* Aim of the exercise: Copy every line in the listing that contains "JobApplication".
::: Exercise data
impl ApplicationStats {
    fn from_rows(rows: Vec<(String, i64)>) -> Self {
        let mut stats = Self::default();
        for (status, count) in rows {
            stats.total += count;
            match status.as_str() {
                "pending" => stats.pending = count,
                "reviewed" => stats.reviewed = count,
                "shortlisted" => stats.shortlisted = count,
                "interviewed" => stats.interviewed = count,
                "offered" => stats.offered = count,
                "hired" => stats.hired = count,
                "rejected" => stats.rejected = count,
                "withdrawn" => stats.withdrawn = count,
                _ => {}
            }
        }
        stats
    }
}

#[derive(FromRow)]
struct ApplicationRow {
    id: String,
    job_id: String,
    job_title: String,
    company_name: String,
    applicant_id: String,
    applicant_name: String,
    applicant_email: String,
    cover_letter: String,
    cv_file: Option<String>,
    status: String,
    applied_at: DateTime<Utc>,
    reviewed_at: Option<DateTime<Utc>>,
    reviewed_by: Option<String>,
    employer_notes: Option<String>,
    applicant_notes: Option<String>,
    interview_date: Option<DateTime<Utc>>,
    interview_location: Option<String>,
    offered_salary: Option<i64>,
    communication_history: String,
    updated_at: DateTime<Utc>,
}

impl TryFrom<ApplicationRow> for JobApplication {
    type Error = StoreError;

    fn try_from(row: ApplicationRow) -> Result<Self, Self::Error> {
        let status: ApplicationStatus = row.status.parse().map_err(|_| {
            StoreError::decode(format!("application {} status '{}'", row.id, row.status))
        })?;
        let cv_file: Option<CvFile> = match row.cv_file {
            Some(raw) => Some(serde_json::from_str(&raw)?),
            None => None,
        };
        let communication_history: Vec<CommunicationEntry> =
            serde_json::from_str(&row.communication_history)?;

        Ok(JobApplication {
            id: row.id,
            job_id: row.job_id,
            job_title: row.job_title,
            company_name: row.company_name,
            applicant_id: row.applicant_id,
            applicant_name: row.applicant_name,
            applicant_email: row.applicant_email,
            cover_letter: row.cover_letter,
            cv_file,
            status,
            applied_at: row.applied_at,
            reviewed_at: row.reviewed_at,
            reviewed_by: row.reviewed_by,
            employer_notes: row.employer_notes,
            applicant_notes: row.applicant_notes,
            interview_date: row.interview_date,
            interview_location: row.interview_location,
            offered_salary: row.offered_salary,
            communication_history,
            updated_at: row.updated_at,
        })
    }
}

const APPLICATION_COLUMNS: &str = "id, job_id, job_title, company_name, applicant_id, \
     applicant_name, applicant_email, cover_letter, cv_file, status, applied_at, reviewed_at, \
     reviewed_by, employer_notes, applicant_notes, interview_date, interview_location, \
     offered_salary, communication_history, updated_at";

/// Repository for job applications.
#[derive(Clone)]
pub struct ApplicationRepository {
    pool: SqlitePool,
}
::::::
::: Exercise data
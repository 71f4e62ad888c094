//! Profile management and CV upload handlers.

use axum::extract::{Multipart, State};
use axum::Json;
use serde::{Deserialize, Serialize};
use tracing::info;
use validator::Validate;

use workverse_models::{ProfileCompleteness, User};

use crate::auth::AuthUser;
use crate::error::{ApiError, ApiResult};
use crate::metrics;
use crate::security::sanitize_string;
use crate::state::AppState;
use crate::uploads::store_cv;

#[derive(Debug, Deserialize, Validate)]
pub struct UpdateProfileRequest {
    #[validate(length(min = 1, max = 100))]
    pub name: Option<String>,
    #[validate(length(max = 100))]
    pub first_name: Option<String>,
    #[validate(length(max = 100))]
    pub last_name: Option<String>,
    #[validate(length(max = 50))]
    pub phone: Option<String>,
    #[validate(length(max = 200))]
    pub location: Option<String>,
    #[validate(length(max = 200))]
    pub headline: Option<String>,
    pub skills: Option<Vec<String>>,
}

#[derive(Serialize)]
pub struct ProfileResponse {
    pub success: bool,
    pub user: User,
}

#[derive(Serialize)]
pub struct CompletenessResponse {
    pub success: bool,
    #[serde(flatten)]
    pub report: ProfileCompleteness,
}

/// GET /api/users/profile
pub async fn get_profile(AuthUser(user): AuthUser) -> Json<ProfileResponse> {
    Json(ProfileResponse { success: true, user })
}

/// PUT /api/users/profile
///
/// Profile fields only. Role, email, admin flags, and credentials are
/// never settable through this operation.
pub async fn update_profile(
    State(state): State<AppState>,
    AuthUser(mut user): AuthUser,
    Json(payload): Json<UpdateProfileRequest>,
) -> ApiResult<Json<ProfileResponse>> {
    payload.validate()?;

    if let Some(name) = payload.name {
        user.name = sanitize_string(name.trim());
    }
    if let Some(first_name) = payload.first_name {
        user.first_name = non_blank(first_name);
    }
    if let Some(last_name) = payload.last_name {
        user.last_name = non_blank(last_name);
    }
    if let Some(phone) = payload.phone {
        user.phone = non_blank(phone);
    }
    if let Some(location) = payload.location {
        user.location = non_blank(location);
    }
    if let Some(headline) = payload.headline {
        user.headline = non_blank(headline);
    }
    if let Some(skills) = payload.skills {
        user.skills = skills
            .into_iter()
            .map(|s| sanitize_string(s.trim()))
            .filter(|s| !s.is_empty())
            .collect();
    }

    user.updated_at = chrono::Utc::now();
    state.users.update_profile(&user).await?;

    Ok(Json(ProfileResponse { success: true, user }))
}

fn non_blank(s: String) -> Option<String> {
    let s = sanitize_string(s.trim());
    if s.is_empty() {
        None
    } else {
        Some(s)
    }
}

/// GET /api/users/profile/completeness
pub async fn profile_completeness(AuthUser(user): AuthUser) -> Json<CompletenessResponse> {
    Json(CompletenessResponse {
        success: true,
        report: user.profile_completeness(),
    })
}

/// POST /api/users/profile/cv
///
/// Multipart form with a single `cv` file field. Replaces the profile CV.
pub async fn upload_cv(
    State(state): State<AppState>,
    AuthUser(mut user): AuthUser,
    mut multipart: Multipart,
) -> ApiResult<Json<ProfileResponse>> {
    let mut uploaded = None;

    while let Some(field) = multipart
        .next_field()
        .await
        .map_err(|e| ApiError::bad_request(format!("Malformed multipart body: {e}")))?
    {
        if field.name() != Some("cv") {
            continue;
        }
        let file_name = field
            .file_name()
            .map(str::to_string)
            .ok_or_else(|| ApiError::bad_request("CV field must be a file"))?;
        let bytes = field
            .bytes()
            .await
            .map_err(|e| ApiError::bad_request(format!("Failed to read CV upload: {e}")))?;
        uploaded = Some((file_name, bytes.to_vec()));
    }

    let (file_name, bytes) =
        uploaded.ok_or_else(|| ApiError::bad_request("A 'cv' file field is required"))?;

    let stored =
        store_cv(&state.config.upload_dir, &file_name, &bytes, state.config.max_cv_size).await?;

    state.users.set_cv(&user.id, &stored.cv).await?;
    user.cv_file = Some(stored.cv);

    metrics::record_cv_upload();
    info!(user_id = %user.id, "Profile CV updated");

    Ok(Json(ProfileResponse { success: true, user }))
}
::::::
::: Exercise data
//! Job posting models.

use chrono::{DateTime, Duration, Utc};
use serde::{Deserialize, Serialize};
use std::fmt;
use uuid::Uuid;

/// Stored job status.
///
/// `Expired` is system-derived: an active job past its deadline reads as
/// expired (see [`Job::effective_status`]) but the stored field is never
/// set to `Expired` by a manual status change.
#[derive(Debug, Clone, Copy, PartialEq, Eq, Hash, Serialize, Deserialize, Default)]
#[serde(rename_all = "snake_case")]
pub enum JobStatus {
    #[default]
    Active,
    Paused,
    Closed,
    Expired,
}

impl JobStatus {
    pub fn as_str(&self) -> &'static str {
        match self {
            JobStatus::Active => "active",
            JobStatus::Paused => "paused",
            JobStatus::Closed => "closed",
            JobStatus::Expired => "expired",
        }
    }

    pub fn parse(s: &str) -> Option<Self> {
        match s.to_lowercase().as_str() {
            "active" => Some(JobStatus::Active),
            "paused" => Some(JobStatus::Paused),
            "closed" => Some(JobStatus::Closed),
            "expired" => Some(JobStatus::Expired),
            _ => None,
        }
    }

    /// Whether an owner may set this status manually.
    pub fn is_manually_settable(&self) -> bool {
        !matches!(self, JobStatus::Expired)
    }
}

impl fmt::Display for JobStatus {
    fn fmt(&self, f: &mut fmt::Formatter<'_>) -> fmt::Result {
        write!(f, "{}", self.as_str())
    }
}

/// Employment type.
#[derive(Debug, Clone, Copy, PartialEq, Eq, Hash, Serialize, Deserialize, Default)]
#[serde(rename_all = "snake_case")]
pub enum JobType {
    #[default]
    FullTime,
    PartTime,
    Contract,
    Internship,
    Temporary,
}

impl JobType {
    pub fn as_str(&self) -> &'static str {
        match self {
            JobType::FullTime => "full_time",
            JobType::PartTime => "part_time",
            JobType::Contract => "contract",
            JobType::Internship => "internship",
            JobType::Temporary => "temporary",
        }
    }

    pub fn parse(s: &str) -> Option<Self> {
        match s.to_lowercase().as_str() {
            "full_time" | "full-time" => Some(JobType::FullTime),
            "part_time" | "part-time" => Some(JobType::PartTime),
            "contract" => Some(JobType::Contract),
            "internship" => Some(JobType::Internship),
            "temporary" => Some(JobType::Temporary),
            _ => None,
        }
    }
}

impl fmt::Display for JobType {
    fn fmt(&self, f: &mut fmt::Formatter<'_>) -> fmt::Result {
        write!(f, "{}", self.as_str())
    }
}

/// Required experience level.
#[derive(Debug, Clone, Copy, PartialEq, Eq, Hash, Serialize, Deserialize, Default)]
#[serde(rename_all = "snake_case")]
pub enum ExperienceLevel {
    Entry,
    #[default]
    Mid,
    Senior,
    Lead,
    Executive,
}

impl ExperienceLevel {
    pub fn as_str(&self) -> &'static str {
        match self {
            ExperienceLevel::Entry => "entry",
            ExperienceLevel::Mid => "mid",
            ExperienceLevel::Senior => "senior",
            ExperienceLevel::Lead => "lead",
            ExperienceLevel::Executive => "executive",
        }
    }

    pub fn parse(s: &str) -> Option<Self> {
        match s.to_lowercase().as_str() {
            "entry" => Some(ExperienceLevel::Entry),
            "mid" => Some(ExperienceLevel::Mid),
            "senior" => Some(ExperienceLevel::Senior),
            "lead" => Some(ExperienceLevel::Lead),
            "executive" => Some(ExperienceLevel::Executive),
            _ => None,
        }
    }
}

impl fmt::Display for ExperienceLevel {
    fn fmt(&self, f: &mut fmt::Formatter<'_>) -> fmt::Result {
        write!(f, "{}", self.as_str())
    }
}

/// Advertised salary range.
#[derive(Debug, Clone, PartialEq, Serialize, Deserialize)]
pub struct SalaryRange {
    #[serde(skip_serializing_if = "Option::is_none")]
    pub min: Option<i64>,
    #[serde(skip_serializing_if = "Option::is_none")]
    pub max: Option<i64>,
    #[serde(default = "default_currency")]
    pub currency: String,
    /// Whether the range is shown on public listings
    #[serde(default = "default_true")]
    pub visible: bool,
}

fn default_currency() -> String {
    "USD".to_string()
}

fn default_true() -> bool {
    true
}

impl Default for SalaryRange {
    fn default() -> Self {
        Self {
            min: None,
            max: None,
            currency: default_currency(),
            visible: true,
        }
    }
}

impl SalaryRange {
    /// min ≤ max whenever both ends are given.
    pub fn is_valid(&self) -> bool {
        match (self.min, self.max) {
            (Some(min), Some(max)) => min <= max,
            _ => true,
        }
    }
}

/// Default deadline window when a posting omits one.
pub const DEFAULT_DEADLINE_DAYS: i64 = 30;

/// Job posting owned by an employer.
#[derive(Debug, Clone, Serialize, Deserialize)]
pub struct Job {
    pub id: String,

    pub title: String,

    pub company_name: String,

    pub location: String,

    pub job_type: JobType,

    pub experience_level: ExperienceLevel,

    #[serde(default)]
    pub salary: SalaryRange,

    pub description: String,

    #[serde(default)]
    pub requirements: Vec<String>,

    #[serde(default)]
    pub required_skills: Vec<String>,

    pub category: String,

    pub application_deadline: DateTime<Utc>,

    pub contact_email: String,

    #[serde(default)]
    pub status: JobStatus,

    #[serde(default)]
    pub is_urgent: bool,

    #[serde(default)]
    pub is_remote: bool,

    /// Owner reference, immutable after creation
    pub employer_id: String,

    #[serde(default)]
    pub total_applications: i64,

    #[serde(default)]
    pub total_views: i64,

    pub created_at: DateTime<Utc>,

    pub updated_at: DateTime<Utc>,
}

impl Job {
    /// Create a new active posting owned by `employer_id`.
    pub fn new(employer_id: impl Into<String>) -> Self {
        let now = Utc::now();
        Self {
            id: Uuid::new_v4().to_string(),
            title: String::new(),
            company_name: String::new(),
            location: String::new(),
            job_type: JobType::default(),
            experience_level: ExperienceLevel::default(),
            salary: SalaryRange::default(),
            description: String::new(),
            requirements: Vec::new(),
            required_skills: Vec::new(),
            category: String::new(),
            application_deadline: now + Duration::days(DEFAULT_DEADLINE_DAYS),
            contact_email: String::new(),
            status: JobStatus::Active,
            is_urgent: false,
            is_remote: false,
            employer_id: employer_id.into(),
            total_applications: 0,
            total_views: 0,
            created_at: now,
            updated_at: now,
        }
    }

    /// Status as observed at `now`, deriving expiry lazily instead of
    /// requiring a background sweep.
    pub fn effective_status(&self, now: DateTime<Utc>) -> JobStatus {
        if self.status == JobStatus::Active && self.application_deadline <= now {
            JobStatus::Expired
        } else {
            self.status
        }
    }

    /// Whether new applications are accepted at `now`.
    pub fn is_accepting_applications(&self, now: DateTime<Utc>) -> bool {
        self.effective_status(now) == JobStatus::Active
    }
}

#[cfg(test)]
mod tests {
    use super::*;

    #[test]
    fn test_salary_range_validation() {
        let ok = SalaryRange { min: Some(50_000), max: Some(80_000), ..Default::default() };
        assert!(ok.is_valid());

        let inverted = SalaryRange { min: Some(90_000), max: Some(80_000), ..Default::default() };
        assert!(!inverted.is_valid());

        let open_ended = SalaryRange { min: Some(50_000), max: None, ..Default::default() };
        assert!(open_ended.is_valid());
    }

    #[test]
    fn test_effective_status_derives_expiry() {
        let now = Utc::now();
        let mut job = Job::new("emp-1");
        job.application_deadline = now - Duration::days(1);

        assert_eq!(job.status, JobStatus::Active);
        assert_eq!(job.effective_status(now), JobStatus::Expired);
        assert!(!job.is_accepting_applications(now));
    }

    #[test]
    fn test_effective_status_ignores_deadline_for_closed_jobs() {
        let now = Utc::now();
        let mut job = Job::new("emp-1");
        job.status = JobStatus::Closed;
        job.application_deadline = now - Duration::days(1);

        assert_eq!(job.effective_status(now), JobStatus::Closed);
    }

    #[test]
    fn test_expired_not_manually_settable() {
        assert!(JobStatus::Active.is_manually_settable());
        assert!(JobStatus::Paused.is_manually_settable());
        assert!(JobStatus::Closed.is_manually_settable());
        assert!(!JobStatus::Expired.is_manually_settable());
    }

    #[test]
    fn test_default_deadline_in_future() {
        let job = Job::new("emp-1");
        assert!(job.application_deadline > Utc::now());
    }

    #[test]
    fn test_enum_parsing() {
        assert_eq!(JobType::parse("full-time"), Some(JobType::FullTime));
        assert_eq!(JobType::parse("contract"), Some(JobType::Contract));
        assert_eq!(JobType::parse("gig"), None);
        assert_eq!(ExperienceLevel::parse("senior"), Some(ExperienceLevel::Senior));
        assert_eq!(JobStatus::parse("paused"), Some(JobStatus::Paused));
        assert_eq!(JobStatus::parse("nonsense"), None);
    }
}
::::::
* Answer to the problem:
impl TryFrom<ApplicationRow> for JobApplication {
        Ok(JobApplication {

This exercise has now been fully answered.